___ DATA FOR REVIEW ___
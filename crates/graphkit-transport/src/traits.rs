//! Transport trait and the request/response types it carries
//!
//! Every stage of a middleware pipeline consumes an [`HttpRequest`] and
//! produces an [`HttpResponse`]; the [`Transport`] is the stage that actually
//! talks to the network.

use crate::body::RequestBody;
use crate::error::Result;
use async_trait::async_trait;
use bytes::Bytes;
use http::{HeaderMap, HeaderName, HeaderValue, Method, StatusCode};
use url::Url;

/// An outbound HTTP request.
#[derive(Debug, Clone)]
pub struct HttpRequest {
    /// HTTP method (GET, POST, etc.)
    pub method: Method,

    /// Absolute request URL
    pub url: Url,

    /// Request headers
    pub headers: HeaderMap,

    /// Request body
    pub body: RequestBody,
}

impl HttpRequest {
    /// Create a new request without headers or body.
    pub fn new(method: Method, url: Url) -> Self {
        Self {
            method,
            url,
            headers: HeaderMap::new(),
            body: RequestBody::Empty,
        }
    }

    /// Add a header, replacing any previous value.
    pub fn with_header(mut self, name: HeaderName, value: HeaderValue) -> Self {
        self.headers.insert(name, value);
        self
    }

    /// Set the request body.
    pub fn with_body(mut self, body: impl Into<RequestBody>) -> Self {
        self.body = body.into();
        self
    }

    /// Header value as a string, if present and valid UTF-8.
    pub fn header(&self, name: &str) -> Option<&str> {
        self.headers.get(name).and_then(|v| v.to_str().ok())
    }
}

/// An HTTP response with its body fully read.
#[derive(Debug, Clone)]
pub struct HttpResponse {
    /// HTTP status code
    pub status: StatusCode,

    /// Response headers
    pub headers: HeaderMap,

    /// Response body
    pub body: Bytes,
}

impl HttpResponse {
    /// Create a new HTTP response
    pub fn new(status: StatusCode, headers: HeaderMap, body: impl Into<Bytes>) -> Self {
        Self {
            status,
            headers,
            body: body.into(),
        }
    }

    /// A response with the given status, no headers and no body.
    pub fn with_status(status: StatusCode) -> Self {
        Self::new(status, HeaderMap::new(), Bytes::new())
    }

    /// Check if response is successful (2xx)
    pub fn is_success(&self) -> bool {
        self.status.is_success()
    }

    /// Get the response body as a string
    pub fn text(&self) -> std::result::Result<String, std::string::FromUtf8Error> {
        String::from_utf8(self.body.to_vec())
    }

    /// Parse response body as JSON
    ///
    /// # Errors
    ///
    /// Returns an error if the response body cannot be parsed as valid JSON
    pub fn json<T: serde::de::DeserializeOwned>(&self) -> Result<T> {
        Ok(serde_json::from_slice(&self.body)?)
    }

    /// Header value as a string, if present and valid UTF-8.
    ///
    /// Lookup is case-insensitive.
    pub fn header(&self, name: &str) -> Option<&str> {
        self.headers.get(name).and_then(|v| v.to_str().ok())
    }
}

/// The terminal stage of a pipeline: sends a request over the wire.
///
/// Implementations are shared across all requests of a client; connection
/// pooling is their responsibility.
#[async_trait]
pub trait Transport: Send + Sync {
    /// Send an HTTP request and receive a response
    async fn send(&self, request: HttpRequest) -> Result<HttpResponse>;
}
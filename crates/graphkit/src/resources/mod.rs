//! API resource endpoints
//!
//! Resources hang off [`GraphClient`](crate::GraphClient) and share its pipeline.

pub mod batch;

pub use batch::Batches;
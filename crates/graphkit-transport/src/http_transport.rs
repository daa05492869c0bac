//! HTTP transport client implementation
//!
//! Implements the [`Transport`] trait on top of a single shared reqwest client.
//! Retries and redirects are not handled here: reqwest's own
//! redirect following is turned off so that the redirect middleware sees every
//! 3xx response.

use crate::error::{Result, TransportError};
use crate::traits::{HttpRequest, HttpResponse, Transport};
use crate::body::RequestBody;
use async_trait::async_trait;
use reqwest::Client as ReqwestClient;
use std::sync::Arc;
use std::time::Duration;

/// HTTP transport implementation
///
/// Handles:
/// - Connection pooling (one client shared by every request)
/// - Timeout handling
/// - Buffered and streaming request bodies
#[derive(Clone, Debug)]
pub struct HttpTransport {
    client: Arc<ReqwestClient>,
}

impl HttpTransport {
    /// Create a new HTTP transport with default configuration
    pub fn new() -> Result<Self> {
        Self::with_config(HttpTransportConfig::default())
    }

    /// Create a new HTTP transport with custom configuration
    pub fn with_config(config: HttpTransportConfig) -> Result<Self> {
        let client = ReqwestClient::builder()
            .timeout(config.timeout)
            .connect_timeout(config.connect_timeout)
            .pool_max_idle_per_host(config.pool_max_idle_per_host)
            .pool_idle_timeout(config.pool_idle_timeout)
            .user_agent(config.user_agent)
            .redirect(reqwest::redirect::Policy::none())
            .build()?;

        Ok(Self::from_client(client))
    }

    /// Wrap an existing reqwest client.
    ///
    /// The client should have redirect following disabled, otherwise the
    /// redirect middleware never sees 3xx responses.
    pub fn from_client(client: ReqwestClient) -> Self {
        Self {
            client: Arc::new(client),
        }
    }

    /// Get a reference to the underlying reqwest client
    pub fn reqwest_client(&self) -> Arc<ReqwestClient> {
        self.client.clone()
    }
}

#[async_trait]
impl Transport for HttpTransport {
    async fn send(&self, request: HttpRequest) -> Result<HttpResponse> {
        let HttpRequest {
            method,
            url,
            headers,
            body,
        } = request;

        tracing::trace!(method = %method, url = %url, "Dispatching request");

        let mut req = self.client.request(method, url).headers(headers);

        match body {
            RequestBody::Empty => {}
            RequestBody::Buffered(bytes) => {
                req = req.body(bytes);
            }
            streaming @ RequestBody::Streaming(_) => {
                let stream = streaming
                    .take_stream()
                    .ok_or(TransportError::BodyConsumed)?;
                req = req.body(reqwest::Body::wrap_stream(stream));
            }
        }

        let response = req.send().await?;

        let status = response.status();
        let headers = response.headers().clone();
        let body = response.bytes().await?;

        Ok(HttpResponse {
            status,
            headers,
            body,
        })
    }
}

/// HTTP transport configuration
#[derive(Clone, Debug)]
pub struct HttpTransportConfig {
    /// Request timeout
    pub timeout: Duration,

    /// Connection timeout
    pub connect_timeout: Duration,

    /// Maximum idle connections per host
    pub pool_max_idle_per_host: usize,

    /// How long an idle pooled connection is kept
    pub pool_idle_timeout: Duration,

    /// Value of the `User-Agent` header
    pub user_agent: String,
}

impl Default for HttpTransportConfig {
    fn default() -> Self {
        Self {
            timeout: Duration::from_secs(100),
            connect_timeout: Duration::from_secs(30),
            pool_max_idle_per_host: 10,
            pool_idle_timeout: Duration::from_secs(90),
            user_agent: format!("graphkit-transport/{}", env!("CARGO_PKG_VERSION")),
        }
    }
}

#[cfg(test)]
mod tests {
    use super::*;

    #[test]
    fn test_http_transport_creation() {
        let transport = HttpTransport::new().expect("Failed to create transport");
        let _client = transport.reqwest_client();
    }

    #[test]
    fn test_http_transport_with_config() {
        let config = HttpTransportConfig {
            timeout: Duration::from_secs(30),
            connect_timeout: Duration::from_secs(10),
            pool_max_idle_per_host: 5,
            ..Default::default()
        };

        assert!(HttpTransport::with_config(config).is_ok());
    }

    #[test]
    fn test_clones_share_client() {
        let transport = HttpTransport::new().unwrap();
        let clone = transport.clone();
        assert!(Arc::ptr_eq(&transport.client, &clone.client));
    }
}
___
Your reply is one number: how many lines of the records above contain the word "ReqwestClient".

■ PROBLEM SOLUTION: 5